East Asia Summit calls for the revival of Nalanda University: thinking and acting beyond the nation?
Kris Olds. GlobalHigherEd. 25-October-2009
“The establishment of new types of universities in like Nalanda University, Øresund University, or the recently opened Universidade Federal da Integração Latino-Americana (UNILA), remind us that there is an emerging desire for novel spaces of knowledge production that think and act beyond the nation.”
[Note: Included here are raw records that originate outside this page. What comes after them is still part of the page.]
//! Entry analysis via a local Ollama service.
//!
//! # Module Structure
//!
//! - `ollama`: HTTP client for the Ollama generate API
//! - `prompts`: Prompt builder for entry analysis
//!
//! The client is a single-shot adapter: one bounded outbound call per
//! invocation, no retries, no caching. Whether a failure matters is decided
//! by the caller — the journal write path treats analysis as best-effort.

pub mod ollama;
pub mod prompts;

// Re-export commonly used types
pub use ollama::OllamaClient;
/*!
# Wellspring

Wellspring is a small journaling server. It records free-text journal
entries, numeric metrics, and boolean habits, and enriches each journal
entry with a textual analysis generated by a local LLM (Ollama).

## Core Features

- Journal entries with automatic, best-effort analysis: the entry is stored
  whether or not the analysis service answers
- Metric tracking (named numeric measurements)
- Habit tracking with a completed-flag toggle
- JSON HTTP API backed by SQLite

## Architecture

The codebase follows a modular architecture with clear separation of concerns:

- `api`: HTTP routing, request/response shapes, error-to-status mapping
- `ops`: validation and orchestration, including the analyzed write path
- `ai`: single-shot Ollama client with an explicit deadline
- `db`: SQLite storage behind a connection pool
- `config`: configuration loading and validation
- `errors`: error handling infrastructure

## Usage Example

```rust,no_run
use std::sync::Arc;
use wellspring::api::{self, AppState};
use wellspring::ai::OllamaClient;
use wellspring::db::Database;
use wellspring::Config;

#[tokio::main]
async fn main() -> wellspring::AppResult<()> {
    let config = Config::load()?;
    config.validate()?;

    let db = Database::open(&config.db_path)?;
    db.initialize_schema()?;

    let analysis = OllamaClient::new(
        &config.ollama_url,
        &config.analysis_model,
        config.ai_timeout,
    )?;

    let state = Arc::new(AppState {
        db,
        analysis,
        max_entry_len: config.max_entry_len,
    });
    api::serve(state, &config.bind_addr).await
}
```
*/

/// Entry analysis via a local Ollama service
pub mod ai;
/// HTTP API surface
pub mod api;
/// Command-line interface for parsing and handling user arguments
pub mod cli;
/// Configuration loading and management
pub mod config;
/// Centralized constants and defaults
pub mod constants;
/// SQLite storage for entries, metrics, and habits
pub mod db;
/// Error types and utilities for error handling
pub mod errors;
/// Validation and orchestration on top of the store
pub mod ops;

// Re-export important types for convenience
pub use cli::CliArgs;
pub use config::Config;
pub use errors::{AppError, AppResult};
use clap::Parser;
use std::path::PathBuf;

/// Journaling server with LLM-assisted entry analysis
#[derive(Parser, Debug)]
#[clap(name = "wellspring", about = "Journaling server with LLM-assisted entry analysis")]
#[clap(author, version, long_about = None)]
pub struct CliArgs {
    /// Address to bind the HTTP server to (overrides WELLSPRING_ADDR)
    #[clap(short, long)]
    pub addr: Option<String>,

    /// Path to the SQLite database file (overrides WELLSPRING_DB)
    #[clap(long)]
    pub db: Option<PathBuf>,

    /// Print verbose output
    #[clap(short, long)]
    pub verbose: bool,
}

impl CliArgs {
    /// Parse command-line arguments
    pub fn parse() -> Self {
        CliArgs::parse_from(std::env::args())
    }
}
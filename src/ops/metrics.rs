//! Metric operations: validated create and ordered list.

use crate::db::metrics::{self, Metric};
use crate::db::Database;
use crate::errors::{AppError, AppResult};

/// Records a metric measurement.
///
/// # Errors
///
/// Returns `AppError::Validation` for an empty name or a non-finite value,
/// or a database error if persistence fails.
pub fn record_metric(db: &Database, name: &str, value: f64) -> AppResult<Metric> {
    if name.trim().is_empty() {
        return Err(AppError::Validation(
            "Metric name cannot be empty".to_string(),
        ));
    }
    if !value.is_finite() {
        return Err(AppError::Validation(
            "Metric value must be a finite number".to_string(),
        ));
    }

    let conn = db.get_conn()?;
    metrics::insert_metric(&conn, name, value)
}

/// Lists all metrics, most recent first.
///
/// # Errors
///
/// Returns an error if the database operation fails.
pub fn list_metrics(db: &Database) -> AppResult<Vec<Metric>> {
    let conn = db.get_conn()?;
    metrics::list_metrics(&conn)
}
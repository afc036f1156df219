use thiserror::Error;

#[derive(Error, Debug)]
pub enum StockError {
    #[error("IO error: {0}")]
    Io(#[from] std::io::Error),

    #[error("Serialization error: {0}")]
    Serialization(#[from] serde_json::Error),
}

pub type Result<T> = std::result::Result<T, StockError>;
//! # Stocktake Architecture
//!
//! Stocktake is a **UI-agnostic inventory library**. The CLI binary is a thin
//! client over it; the same core could serve any other front end.
//!
//! ## The Layers
//!
//! ```text
//! ┌─────────────────────────────────────────────────────────────┐
//! │  CLI Layer (main.rs, args.rs)                               │
//! │  - Parses arguments, formats output, handles terminal I/O   │
//! │  - The ONLY place that knows about stdout/stderr/exit codes │
//! └─────────────────────────────────────────────────────────────┘
//!                              │
//!                              ▼
//! ┌─────────────────────────────────────────────────────────────┐
//! │  API Layer (api.rs)                                         │
//! │  - Thin facade over commands                                │
//! │  - Returns structured Result types                          │
//! └─────────────────────────────────────────────────────────────┘
//!                              │
//!                              ▼
//! ┌─────────────────────────────────────────────────────────────┐
//! │  Command Layer (commands/*.rs)                              │
//! │  - Pure business logic                                      │
//! │  - Diagnostics are returned as CmdMessage values, never     │
//! │    printed from here                                        │
//! └─────────────────────────────────────────────────────────────┘
//!                              │
//!                              ▼
//! ┌─────────────────────────────────────────────────────────────┐
//! │  Storage Layer (store/)                                     │
//! │  - Abstract InventoryStore trait                            │
//! │  - FileStore (production), InMemoryStore (testing)          │
//! └─────────────────────────────────────────────────────────────┘
//! ```
//!
//! ## Key Principle: No I/O Assumptions in Core
//!
//! From `api.rs` inward (API, commands, storage), code:
//! - Takes regular Rust function arguments
//! - Returns regular Rust types (`Result<CmdResult>`)
//! - **Never** writes to stdout/stderr
//! - **Never** calls `std::process::exit`
//!
//! Recoverable failures (missing inventory file, corrupt JSON, a remove of an
//! item that isn't stocked, a failed save) are part of normal operation and
//! come back as messages inside [`commands::CmdResult`]; only genuinely
//! unexpected I/O surfaces as an `Err`.
//!
//! ## Module Overview
//!
//! - [`api`]: The API facade—entry point for all operations
//! - [`commands`]: Business logic for each command
//! - [`store`]: Storage abstraction and implementations
//! - [`model`]: The [`model::Inventory`] map and its operations
//! - [`error`]: Error types

pub mod api;
pub mod commands;
pub mod error;
pub mod model;
pub mod store;
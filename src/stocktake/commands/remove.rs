use crate::commands::{load_inventory, save_inventory, CmdMessage, CmdResult};
use crate::error::Result;
use crate::model::RemoveOutcome;
use crate::store::InventoryStore;

pub fn run<S: InventoryStore>(store: &mut S, item: &str, qty: i64) -> Result<CmdResult> {
    let mut result = CmdResult::default();
    let mut inventory = load_inventory(store, &mut result)?;

    match inventory.remove(item, qty) {
        RemoveOutcome::Missing => {
            // Non-fatal: warn and leave the stored inventory untouched.
            result.add_message(CmdMessage::warning(format!(
                "Tried to remove '{}' which does not exist in stock.",
                item
            )));
        }
        RemoveOutcome::Adjusted(remaining) => {
            save_inventory(store, &inventory, &mut result);
            result.add_message(CmdMessage::success(format!(
                "Removed {} of {} ({} left)",
                qty, item, remaining
            )));
        }
        RemoveOutcome::Depleted => {
            save_inventory(store, &inventory, &mut result);
            result.add_message(CmdMessage::success(format!("Removed {} of {}", qty, item)));
            result.add_message(CmdMessage::info(format!(
                "{} is depleted and was removed from stock.",
                item
            )));
        }
    }

    Ok(result)
}
use crate::commands::{load_inventory, CmdResult};
use crate::error::Result;
use crate::store::InventoryStore;

pub fn run<S: InventoryStore>(store: &S, item: &str) -> Result<CmdResult> {
    let mut result = CmdResult::default();
    let inventory = load_inventory(store, &mut result)?;
    let qty = inventory.quantity(item);
    Ok(result.with_quantity(qty))
}
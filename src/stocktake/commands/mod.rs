use crate::error::Result;
use crate::model::Inventory;
use crate::store::{InventoryStore, LoadSource};

pub mod add;
pub mod low_stock;
pub mod quantity;
pub mod remove;
pub mod report;

#[derive(Debug, Clone)]
pub enum MessageLevel {
    Info,
    Success,
    Warning,
    Error,
}

#[derive(Debug, Clone)]
pub struct CmdMessage {
    pub level: MessageLevel,
    pub content: String,
}

impl CmdMessage {
    pub fn info(content: impl Into<String>) -> Self {
        Self {
            level: MessageLevel::Info,
            content: content.into(),
        }
    }

    pub fn success(content: impl Into<String>) -> Self {
        Self {
            level: MessageLevel::Success,
            content: content.into(),
        }
    }

    pub fn warning(content: impl Into<String>) -> Self {
        Self {
            level: MessageLevel::Warning,
            content: content.into(),
        }
    }

    pub fn error(content: impl Into<String>) -> Self {
        Self {
            level: MessageLevel::Error,
            content: content.into(),
        }
    }
}

/// One row of a stock report.
#[derive(Debug, Clone, PartialEq, Eq)]
pub struct StockLine {
    pub name: String,
    pub quantity: i64,
}

#[derive(Debug, Default)]
pub struct CmdResult {
    /// Set by the quantity query.
    pub quantity: Option<i64>,
    /// Set by the low-stock query, in inventory order.
    pub low_items: Vec<String>,
    /// Set by the report query, in inventory order.
    pub entries: Vec<StockLine>,
    /// Timestamped audit lines produced by mutating commands.
    pub log_lines: Vec<String>,
    pub messages: Vec<CmdMessage>,
}

impl CmdResult {
    pub fn add_message(&mut self, message: CmdMessage) {
        self.messages.push(message);
    }

    pub fn add_log_line(&mut self, line: impl Into<String>) {
        self.log_lines.push(line.into());
    }

    pub fn with_quantity(mut self, quantity: i64) -> Self {
        self.quantity = Some(quantity);
        self
    }

    pub fn with_low_items(mut self, items: Vec<String>) -> Self {
        self.low_items = items;
        self
    }

    pub fn with_entries(mut self, entries: Vec<StockLine>) -> Self {
        self.entries = entries;
        self
    }
}

/// Load the inventory, translating recovered load states into messages.
///
/// A missing or corrupt file is normal operation (the store hands back an
/// empty inventory); the messages let the UI say so without the store or
/// this layer printing anything.
pub(crate) fn load_inventory<S: InventoryStore>(
    store: &S,
    result: &mut CmdResult,
) -> Result<Inventory> {
    let loaded = store.load()?;
    match loaded.source {
        LoadSource::File => {}
        LoadSource::Missing => result.add_message(CmdMessage::info(
            "Inventory file not found, starting with empty stock.",
        )),
        LoadSource::Corrupt => result.add_message(CmdMessage::warning(
            "Inventory file is corrupted, starting fresh.",
        )),
    }
    Ok(loaded.inventory)
}

/// Save the inventory, downgrading failure to a warning message.
///
/// Per the store's contract a failed save must not abort the process; the
/// in-memory state stays valid and the caller is told what was lost.
pub(crate) fn save_inventory<S: InventoryStore>(
    store: &mut S,
    inventory: &Inventory,
    result: &mut CmdResult,
) {
    if let Err(err) = store.save(inventory) {
        result.add_message(CmdMessage::error(format!("Error saving file: {}", err)));
    }
}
gml: One item in the press statement from the summit says: “They supported the establishment of the Nalanda University as a non-state, non-profit, secular, and self governing international institution with a continental focus that will bring together the brightest and the most dedicated students from all countries of Asia – irrespective of gender, caste, creed, disability, ethnicity or social-economic background – to enable them to acquire liberal and human education and to give them the means needed for pursuit of intellectual, philosophical, historical and spiritual studies and thus achieve qualities of tolerance and accommodation.” Wonderful statement of mission. I couldn’t tell, however, if the intention was to create a physical university, a networked learning experience, or both.